Students in Upper School Performing Arts had a very energetic and creative master class in Drama! They read a synopsis of a play, Willy Wonka, and then put on the ENTIRE show in a one minute pantomime. Their creativity in designing their scenes showed that they clearly understood the sequence of the show’s plot and could pick out the most important elements to highlight for the audience. There was lots of laughter and risk taking on stage! What a great success … and terrific practice for our Spring musical!
As we kicked off our unit on Puerto Rico, eighth grade Spanish students studied various cultural aspects of the country. They did individual research projects on the island’s music, food, dance, geography and history. They had a great time presenting their projects to their classmates … many of them in Spanish!
As we enter peak cold and flu season, the eighth graders are learning all about ways to stay healthy, and how to suggest to others to do the same. In the spirit of school wellness, the eighth grade Spanish class made posters and presented them to the class. Suggestions on how to stay healthy include getting enough sleep, eating plenty of fruits and vegetables, and limiting the intake of spicy memes. Students have been using affirmative informal “tu” commands to give recommendations to their classmates on how to enter 2018 with smart, healthy habits. Falling asleep to heavy metal? Not recommended.
A friend told me recently that the only graduation speech he attended in the last 20 years that he can recall had a prize winning scientist advise everyone to grab something reactive and blow it up, to see how fun science can be. Well, the 8th grade at Unquowa was studying the reactive metals in column one of the periodic table, so why not test the book learning and drop Sodium into water and see if it indeed blows up. It does.

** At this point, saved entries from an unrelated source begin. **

//! Terminal rendering for the arcade mini-games.
//!
//! The physics live in `critter-games`; this module owns the frame cadence,
//! keyboard input, and a coarse character-cell view of the field. Esc or `q`
//! is the manual stop the simulation treats as forfeiting the bonus.

use std::io::{self, Write};
use std::time::Duration;

use crossterm::cursor;
use crossterm::event::{self, Event, KeyCode, KeyEventKind};
use crossterm::terminal::{
    Clear, ClearType, EnterAlternateScreen, LeaveAlternateScreen, disable_raw_mode,
    enable_raw_mode,
};
use crossterm::{execute, queue};

use critter_core::clock::now_ms;
use critter_games::{GamePhase, JumpGame, MiniGameOutcome, PipesGame};

use crate::GameChoice;

const FRAME: Duration = Duration::from_millis(33);

/// Run the chosen mini-game to completion and report its outcome.
pub fn run(choice: GameChoice) -> Result<MiniGameOutcome, String> {
    enable_raw_mode().map_err(|e| format!("terminal error: {e}"))?;
    let mut stdout = io::stdout();
    execute!(stdout, EnterAlternateScreen, cursor::Hide)
        .map_err(|e| format!("terminal error: {e}"))?;

    let result = match choice {
        GameChoice::Jump => run_jump(&mut stdout),
        GameChoice::Pipes => run_pipes(&mut stdout),
    };

    execute!(stdout, cursor::Show, LeaveAlternateScreen).ok();
    disable_raw_mode().ok();
    result
}

/// Poll one frame's worth of input. Returns (action_pressed, stop_pressed).
fn poll_input() -> Result<(bool, bool), String> {
    let mut action = false;
    let mut stop = false;
    while event::poll(Duration::ZERO).map_err(|e| e.to_string())? {
        if let Event::Key(key) = event::read().map_err(|e| e.to_string())? {
            if key.kind != KeyEventKind::Press {
                continue;
            }
            match key.code {
                KeyCode::Char(' ') | KeyCode::Up => action = true,
                KeyCode::Esc | KeyCode::Char('q') => stop = true,
                _ => {}
            }
        }
    }
    Ok((action, stop))
}

fn run_jump(out: &mut impl Write) -> Result<MiniGameOutcome, String> {
    let mut game = JumpGame::new();
    loop {
        let (jump, stop) = poll_input()?;
        if stop {
            game.stop();
        }
        if jump {
            game.jump();
        }
        game.step();

        draw_jump(out, &game)?;
        if game.is_over() {
            break;
        }
        std::thread::sleep(FRAME);
    }
    std::thread::sleep(Duration::from_millis(600));
    Ok(game.outcome())
}

fn run_pipes(out: &mut impl Write) -> Result<MiniGameOutcome, String> {
    let mut game = PipesGame::new(now_ms() as u64);
    loop {
        let (flap, stop) = poll_input()?;
        if stop {
            game.stop();
        }
        if flap {
            game.flap();
        }
        game.step();

        draw_pipes(out, &game)?;
        if game.is_over() {
            break;
        }
        std::thread::sleep(FRAME);
    }
    std::thread::sleep(Duration::from_millis(600));
    Ok(game.outcome())
}

/// A coarse character-cell canvas, redrawn whole each frame.
struct Canvas {
    width: usize,
    height: usize,
    cells: Vec<char>,
}

impl Canvas {
    fn new(width: usize, height: usize) -> Self {
        Self {
            width,
            height,
            cells: vec![' '; width * height],
        }
    }

    fn set(&mut self, col: i32, row: i32, ch: char) {
        if col >= 0 && row >= 0 && (col as usize) < self.width && (row as usize) < self.height {
            self.cells[row as usize * self.width + col as usize] = ch;
        }
    }

    fn fill_col(&mut self, col: i32, rows: std::ops::Range<i32>, ch: char) {
        for row in rows {
            self.set(col, row, ch);
        }
    }

    fn render(&self, out: &mut impl Write, header: &str) -> Result<(), String> {
        queue!(out, cursor::MoveTo(0, 0), Clear(ClearType::All)).map_err(|e| e.to_string())?;
        queue!(out, crossterm::style::Print(header)).map_err(|e| e.to_string())?;
        for row in 0..self.height {
            let line: String = self.cells[row * self.width..(row + 1) * self.width]
                .iter()
                .collect();
            queue!(
                out,
                cursor::MoveTo(0, (row + 1) as u16),
                crossterm::style::Print(line)
            )
            .map_err(|e| e.to_string())?;
        }
        out.flush().map_err(|e| e.to_string())
    }
}

fn draw_jump(out: &mut impl Write, game: &JumpGame) -> Result<(), String> {
    const ROWS: i32 = 14;
    let width = critter_games::jump::FIELD_WIDTH as usize;
    let mut canvas = Canvas::new(width, ROWS as usize + 1);

    // Ground
    for col in 0..width as i32 {
        canvas.set(col, ROWS, '=');
    }

    // Obstacle (3 cells wide and tall, sitting on the ground)
    let ob_x = game.obstacle_x().round() as i32;
    let ob = critter_games::jump::OBSTACLE_SIZE as i32;
    for dx in 0..ob {
        canvas.fill_col(ob_x + dx, (ROWS - ob)..ROWS, '#');
    }

    // Runner
    let runner_row = ROWS - 1 - game.altitude().round() as i32;
    canvas.set(critter_games::jump::RUNNER_X as i32, runner_row, '@');

    let header = match game.phase() {
        GamePhase::Ready => format!("score {:>3}   SPACE to jump, Q to quit", game.score()),
        GamePhase::Playing => format!("score {:>3}", game.score()),
        GamePhase::Over => format!("score {:>3}   GAME OVER", game.score()),
    };
    canvas.render(out, &header)
}

fn draw_pipes(out: &mut impl Write, game: &PipesGame) -> Result<(), String> {
    // Field cells are squished 2:1 vertically to fit a terminal.
    let width = critter_games::pipes::FIELD_WIDTH as usize;
    let rows = (critter_games::pipes::FIELD_HEIGHT / 2.0) as i32;
    let mut canvas = Canvas::new(width, rows as usize);

    for pipe in game.pipes() {
        let x = pipe.x.round() as i32;
        let gap_top = ((pipe.gap_center - critter_games::pipes::GAP_HALF) / 2.0).round() as i32;
        let gap_bottom = ((pipe.gap_center + critter_games::pipes::GAP_HALF) / 2.0).round() as i32;
        for dx in 0..critter_games::pipes::PIPE_WIDTH as i32 {
            canvas.fill_col(x + dx, 0..gap_top, '|');
            canvas.fill_col(x + dx, gap_bottom..rows, '|');
        }
    }

    let bird_row = (game.bird_y() / 2.0).round() as i32;
    canvas.set(critter_games::pipes::BIRD_X as i32, bird_row, '>');

    let header = match game.phase() {
        GamePhase::Ready => format!("score {:>3}   SPACE to flap, Q to quit", game.score()),
        GamePhase::Playing => format!("score {:>3}", game.score()),
        GamePhase::Over => format!("score {:>3}   GAME OVER", game.score()),
    };
    canvas.render(out, &header)
}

Eighth graders recently completed a very thrilling performing arts unit focusing on Arthur Miller’s masterpiece, The Crucible. Each week when we met, we analyzed the play’s themes, characters, and reflected on these elements as they connect to today’s world. Students were captivated by the plot, particularly the components that were rooted in the actual history of the Salem Witch Trials. While reading, many students gasped out loud as they learned the fates of their favorite characters. This exciting part of eighth grade drama class is one I look forward to every school year, and it did not disappoint!
A week before Halloween, the seventh and eighth grade humanities classes ventured into New York City for a field trip to explore how the freedom of speech is exercised through protest and art.
Our first stop was The Museum of the City of New York. The students took guided tours of the “Activist New York” exhibit highlighting the history of social activism in the city. Then, the kids were given the liberty to explore the issues or displays that inspired them. Conversations about nuclear disarmament, environmental rights, civil rights, and women’s suffrage filled the halls, impressing our docents with our students’ level of inquiry and maturity. Having worked up an appetite walking through the history of New York, we hopped on the bus and traveled downtown to eat lunch together atop a boulder in Central Park. With full bellies and renewed energy, we began the second part of our journey: to view Ai Weiwei’s city-wide multimedia installation titled Good Fences Make Good Neighbors.
A short walk from where we ate, standing at the southwest corner of the Park, was Ai’s Gilded Cage, a circular golden structure standing twenty feet tall. The students entered its doorway, interacting with the art by moving the turnstiles within and immediately grappled with its meaning. Questions regarding its shape, color, location, and features rang out as we once again returned to our bus for one last stop: Greenwich Village.
Ai Weiwei’s most talked about installation sits below Washington Square Park’s iconic archway at the southernmost point of 5th Avenue. Our students reveled in the culture that defines the Village. Street performers, eclectics, and passersby pulled their attention, but in the end it was Ai Weiwei’s Arch that stole the show. Arch, a massive chrome birdcage-esque edifice, all but obstructs the entrance to the park save for a larger than life cookie-cutter passageway. Our students took pictures, played with their reflections in the mirrored interior, and a few even interviewed other visitors appreciating the Chinese dissident’s most anticipated installation.
We arrived back at school well after the sun had set, but it was only the beginning of our scholastic discourse. Prior to our excursion, the students close-read and analyzed Langston Hughes’s “Let America Be America Again” and “The Mending Wall” by Robert Frost, researched Ai Weiwei’s biography and art, and reviewed the function and purpose of installation art. Armed with that knowledge and the experiences gained at the museum and parks, both seventh and eighth grade classes discussed the purpose of our trip, the historical impacts of the protests that define New York’s progressive past, and interpreted Ai Weiwei’s Good Fences Make Good Neighbors. The discussions, downright scholarly, demonstrated precisely our mission in the Humanities Department: to develop critical, creative, and unafraid minds to examine and contribute to the multiple perspectives and historical conditions that shape society and culture in an ever-changing world. Our mission is to foster global citizenship through cultural awareness, understanding, and empathy. We could not be more proud.